PROBLEM REQUIREMENTS.
All that should come back is the lines of the data below from the one containing "StatusCode::OK" to the one containing "pub use principal::Principal;", inclusive, exactly as they stand.

==================================================

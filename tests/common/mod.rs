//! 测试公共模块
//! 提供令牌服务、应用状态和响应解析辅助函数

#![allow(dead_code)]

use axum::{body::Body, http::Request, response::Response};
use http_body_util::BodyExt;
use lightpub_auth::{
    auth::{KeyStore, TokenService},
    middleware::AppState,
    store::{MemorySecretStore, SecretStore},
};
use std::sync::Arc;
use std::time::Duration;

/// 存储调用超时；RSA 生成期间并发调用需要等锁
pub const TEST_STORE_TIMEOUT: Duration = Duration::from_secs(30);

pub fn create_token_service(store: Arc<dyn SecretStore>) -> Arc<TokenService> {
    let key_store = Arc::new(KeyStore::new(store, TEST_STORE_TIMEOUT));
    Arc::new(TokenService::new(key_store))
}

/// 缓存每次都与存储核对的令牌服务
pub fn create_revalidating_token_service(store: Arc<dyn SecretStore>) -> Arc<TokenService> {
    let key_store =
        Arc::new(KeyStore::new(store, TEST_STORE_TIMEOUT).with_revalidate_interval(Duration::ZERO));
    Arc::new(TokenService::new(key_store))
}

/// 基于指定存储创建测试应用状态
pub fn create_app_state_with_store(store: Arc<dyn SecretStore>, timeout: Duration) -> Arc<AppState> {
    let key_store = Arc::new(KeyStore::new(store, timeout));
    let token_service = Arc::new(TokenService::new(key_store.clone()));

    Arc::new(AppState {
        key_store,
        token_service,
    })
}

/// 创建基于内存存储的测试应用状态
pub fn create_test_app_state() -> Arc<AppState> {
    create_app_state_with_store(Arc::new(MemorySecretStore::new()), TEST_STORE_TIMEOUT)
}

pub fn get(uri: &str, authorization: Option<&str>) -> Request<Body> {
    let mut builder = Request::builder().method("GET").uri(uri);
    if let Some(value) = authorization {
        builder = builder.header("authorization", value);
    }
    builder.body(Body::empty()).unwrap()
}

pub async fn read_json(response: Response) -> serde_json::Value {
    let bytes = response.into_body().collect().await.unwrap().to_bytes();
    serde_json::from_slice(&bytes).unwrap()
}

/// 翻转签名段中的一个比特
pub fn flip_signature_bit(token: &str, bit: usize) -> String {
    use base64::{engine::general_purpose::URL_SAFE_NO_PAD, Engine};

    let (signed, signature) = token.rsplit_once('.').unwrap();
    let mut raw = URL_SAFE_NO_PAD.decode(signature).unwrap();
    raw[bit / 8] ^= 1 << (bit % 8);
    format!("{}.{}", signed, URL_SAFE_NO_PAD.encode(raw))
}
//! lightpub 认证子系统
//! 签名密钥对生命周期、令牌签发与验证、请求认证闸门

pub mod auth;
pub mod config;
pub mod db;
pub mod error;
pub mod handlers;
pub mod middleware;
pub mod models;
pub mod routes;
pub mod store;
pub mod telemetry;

==================================================

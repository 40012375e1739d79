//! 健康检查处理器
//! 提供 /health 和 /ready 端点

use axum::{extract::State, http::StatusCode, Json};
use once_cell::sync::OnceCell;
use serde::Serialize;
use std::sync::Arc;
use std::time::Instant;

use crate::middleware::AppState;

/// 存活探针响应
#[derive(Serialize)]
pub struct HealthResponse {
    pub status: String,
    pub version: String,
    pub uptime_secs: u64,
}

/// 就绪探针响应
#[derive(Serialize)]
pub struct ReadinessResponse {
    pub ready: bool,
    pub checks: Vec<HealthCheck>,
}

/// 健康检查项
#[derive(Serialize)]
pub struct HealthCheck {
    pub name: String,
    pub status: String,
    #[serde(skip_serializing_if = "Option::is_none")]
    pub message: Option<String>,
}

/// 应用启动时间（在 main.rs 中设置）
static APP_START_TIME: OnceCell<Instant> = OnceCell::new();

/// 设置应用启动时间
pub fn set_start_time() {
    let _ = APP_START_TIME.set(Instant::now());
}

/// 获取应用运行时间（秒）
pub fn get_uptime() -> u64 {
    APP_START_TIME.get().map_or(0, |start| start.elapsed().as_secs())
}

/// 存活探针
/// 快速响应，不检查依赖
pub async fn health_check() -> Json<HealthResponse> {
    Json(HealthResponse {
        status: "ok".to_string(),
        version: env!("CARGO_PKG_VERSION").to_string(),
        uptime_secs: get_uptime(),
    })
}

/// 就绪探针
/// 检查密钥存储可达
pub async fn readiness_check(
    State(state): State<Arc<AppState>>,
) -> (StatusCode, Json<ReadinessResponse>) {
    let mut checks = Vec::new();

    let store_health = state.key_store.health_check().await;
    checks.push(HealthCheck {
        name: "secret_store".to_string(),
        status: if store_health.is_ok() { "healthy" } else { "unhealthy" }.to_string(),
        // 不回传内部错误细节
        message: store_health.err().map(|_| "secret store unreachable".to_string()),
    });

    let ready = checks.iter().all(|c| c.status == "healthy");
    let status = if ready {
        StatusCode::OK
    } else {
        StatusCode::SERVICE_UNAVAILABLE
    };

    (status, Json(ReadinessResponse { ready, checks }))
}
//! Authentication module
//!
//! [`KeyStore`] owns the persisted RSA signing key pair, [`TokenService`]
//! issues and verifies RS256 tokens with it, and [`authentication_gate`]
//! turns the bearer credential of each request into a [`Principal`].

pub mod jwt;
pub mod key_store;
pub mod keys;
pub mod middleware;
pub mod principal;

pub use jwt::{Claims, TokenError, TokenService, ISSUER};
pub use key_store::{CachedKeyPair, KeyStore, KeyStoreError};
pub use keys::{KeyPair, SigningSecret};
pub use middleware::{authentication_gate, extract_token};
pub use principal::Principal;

==================================================

YOUR SOLUTION.
        StatusCode::OK
    } else {
        StatusCode::SERVICE_UNAVAILABLE
    };

    (status, Json(ReadinessResponse { ready, checks }))
}
//! Authentication module
//!
//! [`KeyStore`] owns the persisted RSA signing key pair, [`TokenService`]
//! issues and verifies RS256 tokens with it, and [`authentication_gate`]
//! turns the bearer credential of each request into a [`Principal`].

pub mod jwt;
pub mod key_store;
pub mod keys;
pub mod middleware;
pub mod principal;

pub use jwt::{Claims, TokenError, TokenService, ISSUER};
pub use key_store::{CachedKeyPair, KeyStore, KeyStoreError};
pub use keys::{KeyPair, SigningSecret};
pub use middleware::{authentication_gate, extract_token};
pub use principal::Principal;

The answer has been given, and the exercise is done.